In the Duke news release, senior author William Kraus, MD, noted that the risk of death or readmission dropped by 2% for every CR session attended. “Bottom line—cardiac rehabilitation is effective. It keeps people out of the hospital, saving both money and lives,” he concluded.

Interventions to increase participation

Rates of CR participation fall below optimum levels, despite CR’s class 1A recommendation from the American Heart Association (AHA) and the American College of Cardiology.

Contributing factors relate to the referral process and the geographic location of the CR program. A patient’s psychosocial status also plays a part, with suboptimal participation by women, minorities, and those of lower socio-economic status.

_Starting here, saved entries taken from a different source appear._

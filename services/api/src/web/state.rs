//! services/api/src/web/state.rs
//!
//! Defines the application's shared state and how it is wired together.

use crate::config::Config;
use crate::push::{ConnectionRegistry, PushDispatcher};
use matching_core::ports::{DatabaseService, IdentityService, NotificationService};
use matching_core::{IdentityResolver, InteractionGateway, InteractionStore, ProximityFinder};
use std::sync::Arc;

//=========================================================================================
// AppState (Shared Across All Requests and Connections)
//=========================================================================================

/// The shared application state, created once at startup and passed to all handlers.
#[derive(Clone)]
pub struct AppState {
    pub config: Arc<Config>,
    pub identity: IdentityResolver,
    pub proximity: ProximityFinder,
    pub gateway: InteractionGateway,
    /// The only in-memory state shared between request and connection tasks.
    pub registry: Arc<ConnectionRegistry>,
}

impl AppState {
    /// Composes the core services on top of the given adapters, with the
    /// registry-backed push dispatcher as the notifier.
    pub fn new(
        config: Arc<Config>,
        db: Arc<dyn DatabaseService>,
        identity: Arc<dyn IdentityService>,
    ) -> Self {
        let registry = Arc::new(ConnectionRegistry::new());
        let notifier = Arc::new(PushDispatcher::new(registry.clone()));
        Self::with_notifier(config, db, identity, registry, notifier)
    }

    /// Same as [`AppState::new`] but with an explicit notifier and registry.
    pub fn with_notifier(
        config: Arc<Config>,
        db: Arc<dyn DatabaseService>,
        identity: Arc<dyn IdentityService>,
        registry: Arc<ConnectionRegistry>,
        notifier: Arc<dyn NotificationService>,
    ) -> Self {
        let store = InteractionStore::new(db.clone(), config.like_duplicates);
        Self {
            identity: IdentityResolver::new(identity, db.clone()),
            proximity: ProximityFinder::new(db, config.nearby_radius_km),
            gateway: InteractionGateway::new(store, notifier),
            registry,
            config,
        }
    }
}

A 2022 review, published in Progress in Cardiovascular Diseases, examined the impact of interventions to increase CR participation.[] “The single biggest impact toward improving attendance at currently available CR programs would be for hospitals to universally adopt automated referral of patients to CR as part of the hospital discharge process,” the authors wrote.

With the limited capacity of currently available CR programs, the presence of CR "deserts," and various obstacles to attendance, it is likely that the future of CR will need to expand home and hybrid programs and create “secondary prevention programs for those who cannot, or will not, attend CR,” the authors added.

AHA advisory on digital CR tech

The AHA released a 2023 advisory, published in Circulation, to help develop and implement digital CR interventions for the clinic.[]

According to the advisory, many of the challenges of traditional center-based CR can be addressed when CR is delivered via telemedicine, telehealth, and digital technologies, such as wearable devices and mobile applications.

Moreover, digital monitoring can provide insights into patients’ lifestyle behaviors, particularly those that could be used to optimize cardiovascular health.

“For digital technologies to transform the paradigm of CR care, however, several methodological gaps must first be addressed along the continuum from development to implementation with a focus throughout on digital health equity,” the Circulation authors concluded.

What this means for you

CR provides a definitive benefit for your patients with CVD, but it is underused. Automated CR referrals for patients on discharge and the use of digital technologies may help address this issue.